‘What?’
‘
React!’
he ordered.
‘I don’t understand what you want me to do. Laugh? Clap?’
He rolled his eyes.
‘You want me to, what?’ I said, growing angry, and conscious for the first time of how rapidly my heart was beating. ‘What, burst into applause?’
He seemed to be nodding. ‘Or—’ he started to say, his lips working as if he were chewing the pavement.
‘Or what?’ I snapped at him. My startlement was converting itself into anger. How
dare
he scare me like this? ‘Or how else am I supposed to react to such an absurd performance? Or what will you
do
, exactly?’
As abruptly as it had switched on, the light went out. The darkness was everywhere. I blinked and blinked, and only very slowly did his body start to become visible to me again. There was a sudden movement of the rope, a repeat of the whiffling sound - or perhaps it was a broken, gaspy breath from Coyne’s lungs, squeezed from his broken ribcage. In fact, the more I consider it, I wonder whether this wasn’t exactly the sound of the
death rattle
. I had read about such a thing as a death rattle, though I had never heard one in life before. I leant further forward, pulling off my right glove to place a finger on the artery in his throat.
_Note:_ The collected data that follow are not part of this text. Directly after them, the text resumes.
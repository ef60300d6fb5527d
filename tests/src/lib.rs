//! Shared helpers for the kemlab integration tests.

use kemlab::prelude::*;
use kemlab_kem::testing::XofPke;
use rand::SeedableRng;
use rand_chacha::ChaChaRng;

/// The KEM under test: the transform over the deterministic CPA double.
pub type TestKem = FoKem<XofPke>;

/// Deterministic RNG so failures reproduce from the seed alone.
pub fn rng(seed: u64) -> ChaChaRng {
    ChaChaRng::seed_from_u64(seed)
}

/// A complete honest exchange: key pair, ciphertext and both parties'
/// view of the shared secret.
pub struct Exchange {
    pub public_key: FoPublicKey,
    pub secret_key: FoSecretKey,
    pub ciphertext: FoCiphertext,
    pub shared_secret: FoSharedSecret,
}

pub fn honest_exchange(seed: u64) -> Exchange {
    let mut rng = rng(seed);
    let (public_key, secret_key) = TestKem::keypair(&mut rng).expect("keypair");
    let (ciphertext, shared_secret) =
        TestKem::encapsulate(&mut rng, &public_key).expect("encapsulate");
    Exchange {
        public_key,
        secret_key,
        ciphertext,
        shared_secret,
    }
}

/// Flip a single bit of a ciphertext.
pub fn flip_bit(ciphertext: &FoCiphertext, bit: usize) -> FoCiphertext {
    let mut bytes = ciphertext.to_bytes();
    bytes[bit / 8] ^= 1 << (bit % 8);
    FoCiphertext::new(bytes)
}
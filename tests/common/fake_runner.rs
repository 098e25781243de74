//! Fake command runner for testing
//!
//! Records every git and gh invocation and answers from scripted rules, so
//! the real `Git` and `GitHubService` adapters run against it unchanged.

#![allow(dead_code)]

use async_trait::async_trait;
use git_pr::error::{Error, Result};
use git_pr::exec::{CommandRunner, Tool, display_args};
use std::collections::VecDeque;
use std::sync::Mutex;

/// A recorded invocation
#[derive(Debug, Clone, PartialEq, Eq)]
pub struct Invocation {
    pub tool: Tool,
    pub args: Vec<String>,
}

impl Invocation {
    /// Arguments joined by spaces
    pub fn line(&self) -> String {
        self.args.join(" ")
    }
}

#[derive(Debug, Clone)]
enum Reply {
    Ok(String),
    Fail(String),
}

struct Rule {
    tool: Tool,
    prefix: Vec<String>,
    replies: VecDeque<Reply>,
}

impl Rule {
    fn matches(&self, tool: Tool, args: &[&str]) -> bool {
        self.tool == tool
            && self.prefix.len() <= args.len()
            && self.prefix.iter().zip(args).all(|(p, a)| p.as_str() == *a)
    }

    /// Queued replies are consumed in order; the last one sticks
    fn next_reply(&mut self) -> Reply {
        if self.replies.len() > 1 {
            self.replies.pop_front().unwrap_or(Reply::Ok(String::new()))
        } else {
            self.replies
                .front()
                .cloned()
                .unwrap_or(Reply::Ok(String::new()))
        }
    }
}

/// Scripted `CommandRunner`
///
/// The rule with the longest matching argument prefix answers. Unscripted
/// git calls succeed with empty output; unscripted gh calls fail.
#[derive(Default)]
pub struct FakeRunner {
    rules: Mutex<Vec<Rule>>,
    calls: Mutex<Vec<Invocation>>,
}

impl FakeRunner {
    pub fn new() -> Self {
        Self::default()
    }

    fn script(&self, tool: Tool, prefix: &[&str], reply: Reply) {
        let mut rules = self.rules.lock().unwrap();
        if let Some(rule) = rules
            .iter_mut()
            .find(|r| r.tool == tool && r.prefix.iter().map(String::as_str).eq(prefix.iter().copied()))
        {
            rule.replies.push_back(reply);
            return;
        }
        rules.push(Rule {
            tool,
            prefix: prefix.iter().map(ToString::to_string).collect(),
            replies: VecDeque::from([reply]),
        });
    }

    // === Scripting ===

    /// Answer git calls starting with `prefix` with `output`
    pub fn git_ok(&self, prefix: &[&str], output: &str) {
        self.script(Tool::Git, prefix, Reply::Ok(output.to_string()));
    }

    /// Fail git calls starting with `prefix`, with `output` as captured stderr
    pub fn git_err(&self, prefix: &[&str], output: &str) {
        self.script(Tool::Git, prefix, Reply::Fail(output.to_string()));
    }

    /// Answer gh calls starting with `prefix` with `output`
    pub fn gh_ok(&self, prefix: &[&str], output: &str) {
        self.script(Tool::Gh, prefix, Reply::Ok(output.to_string()));
    }

    /// Fail gh calls starting with `prefix`, with `output` as captured stderr
    pub fn gh_err(&self, prefix: &[&str], output: &str) {
        self.script(Tool::Gh, prefix, Reply::Fail(output.to_string()));
    }

    // === Call tracking ===

    /// Every invocation, in order
    pub fn calls(&self) -> Vec<Invocation> {
        self.calls.lock().unwrap().clone()
    }

    fn lines(&self, tool: Tool) -> Vec<String> {
        self.calls()
            .iter()
            .filter(|c| c.tool == tool)
            .map(Invocation::line)
            .collect()
    }

    /// Argument following `flag` in the first gh call starting with `prefix`
    pub fn gh_flag_value(&self, prefix: &str, flag: &str) -> Option<String> {
        self.calls()
            .into_iter()
            .filter(|c| c.tool == Tool::Gh && c.line().starts_with(prefix))
            .find_map(|c| {
                let at = c.args.iter().position(|a| a == flag)?;
                c.args.get(at + 1).cloned()
            })
    }

    /// gh invocations as argument lines
    pub fn gh_calls(&self) -> Vec<String> {
        self.lines(Tool::Gh)
    }

    /// git invocations as argument lines
    pub fn git_calls(&self) -> Vec<String> {
        self.lines(Tool::Git)
    }

    /// gh invocations starting with `prefix`
    pub fn gh_calls_starting(&self, prefix: &str) -> Vec<String> {
        self.gh_calls()
            .into_iter()
            .filter(|line| line.starts_with(prefix))
            .collect()
    }

    /// Whether a gh invocation starting with `prefix` was made
    pub fn ran_gh(&self, prefix: &str) -> bool {
        !self.gh_calls_starting(prefix).is_empty()
    }

    /// Whether a git invocation starting with `prefix` was made
    pub fn ran_git(&self, prefix: &str) -> bool {
        self.git_calls().iter().any(|line| line.starts_with(prefix))
    }

    /// PR numbers passed to `gh pr merge`, in order
    pub fn merged_numbers(&self) -> Vec<u64> {
        self.gh_calls_starting("pr merge ")
            .iter()
            .filter_map(|line| line.split(' ').nth(2)?.parse().ok())
            .collect()
    }

    // === GitHub shortcuts ===

    /// `gh pr view N --json mergeable,mergeStateStatus`
    pub fn pr_mergeability(&self, number: u64, mergeable: &str, merge_state: &str) {
        let number = number.to_string();
        self.gh_ok(
            &["pr", "view", &number, "--json", "mergeable,mergeStateStatus"],
            &format!(r#"{{"mergeable":"{mergeable}","mergeStateStatus":"{merge_state}"}}"#),
        );
    }

    /// `gh pr view N --json headRefOid`
    pub fn pr_head(&self, number: u64, sha: &str) {
        let number = number.to_string();
        self.gh_ok(
            &["pr", "view", &number, "--json", "headRefOid"],
            &format!(r#"{{"headRefOid":"{sha}"}}"#),
        );
    }

    /// `gh pr view N --json body`
    pub fn pr_body(&self, number: u64, body: &str) {
        let number = number.to_string();
        let body = serde_json::json!({ "body": body }).to_string();
        self.gh_ok(&["pr", "view", &number, "--json", "body"], &body);
    }

    /// `gh pr checks N ...` answering with a JSON array
    pub fn pr_checks(&self, number: u64, json: &str) {
        let number = number.to_string();
        self.gh_ok(&["pr", "checks", &number], json);
    }

    /// `gh pr view N --json state,mergeStateStatus`
    pub fn pr_progress(&self, number: u64, state: &str) {
        let number = number.to_string();
        self.gh_ok(
            &["pr", "view", &number, "--json", "state,mergeStateStatus"],
            &format!(r#"{{"state":"{state}","mergeStateStatus":"UNKNOWN"}}"#),
        );
    }

    /// `gh pr merge N` succeeds
    pub fn pr_merge_ok(&self, number: u64) {
        let number = number.to_string();
        self.gh_ok(&["pr", "merge", &number], "");
    }

    /// `gh pr edit N` succeeds
    pub fn pr_edit_ok(&self, number: u64) {
        let number = number.to_string();
        self.gh_ok(&["pr", "edit", &number], "");
    }

    /// Everything a clean, checks-free PR needs to land
    pub fn ready_pr(&self, number: u64) {
        self.pr_mergeability(number, "MERGEABLE", "CLEAN");
        self.pr_head(number, &super::sha_for(number));
        self.pr_body(number, &format!("Body of change {number}"));
        self.pr_checks(number, "[]");
        self.pr_merge_ok(number);
        self.pr_edit_ok(number);
    }

    fn answer(&self, tool: Tool, args: &[&str]) -> Result<String> {
        self.calls.lock().unwrap().push(Invocation {
            tool,
            args: args.iter().map(ToString::to_string).collect(),
        });

        let reply = {
            let mut rules = self.rules.lock().unwrap();
            rules
                .iter_mut()
                .filter(|r| r.matches(tool, args))
                .max_by_key(|r| r.prefix.len())
                .map(Rule::next_reply)
        };

        let command = display_args(args);
        match (tool, reply) {
            (_, Some(Reply::Ok(output))) => Ok(output),
            (Tool::Git, Some(Reply::Fail(output))) => Err(Error::Vcs { command, output }),
            (Tool::Gh, Some(Reply::Fail(output))) => Err(Error::Forge { command, output }),
            (Tool::Git, None) => Ok(String::new()),
            (Tool::Gh, None) => Err(Error::Forge {
                command,
                output: "no fake response".to_string(),
            }),
        }
    }
}

#[async_trait]
impl CommandRunner for FakeRunner {
    async fn run_git(&self, args: &[&str]) -> Result<String> {
        self.answer(Tool::Git, args)
    }

    async fn run_gh(&self, args: &[&str]) -> Result<String> {
        self.answer(Tool::Gh, args)
    }
}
Touching his neck was an uncanny thing, and not pleasant. His felt like a sack of knucklebones from a butcher’s, not a neck. There was no pulse at all. The last of his breath whiffled out of him.
‘Four,’ he said, very distinctly.
The streetlights came on as I sat back. I could see that I had been kneeling in his blood, and that my trousers were marked with it. And as I looked up I could see two Militia officers, guns out,
running
along the Zholtovskovo, running with furious haste and towards me.
CHAPTER 8
They put me in a basement cell with no windows. There was an electric light bulb in a wire cage on the ceiling. The blank walls were covered with tooth-sized white tiles. I sat on the bench. After a while I lay down on the bench. It being a Militia cell the bench was long enough for me to lie upon. Had it been KGB the bench would have been too short, and set into the wall at enough of an angle to threaten to roll me off it and onto the floor, so as to make sleep harder. But the Militia are ordinary police, and a fair amount of their work involves locking drunks away and letting them sleep themselves law-abiding. The KGB, conversely, prefer a sleep-deprived prisoner. A prisoner is more useful to the KGB exhausted.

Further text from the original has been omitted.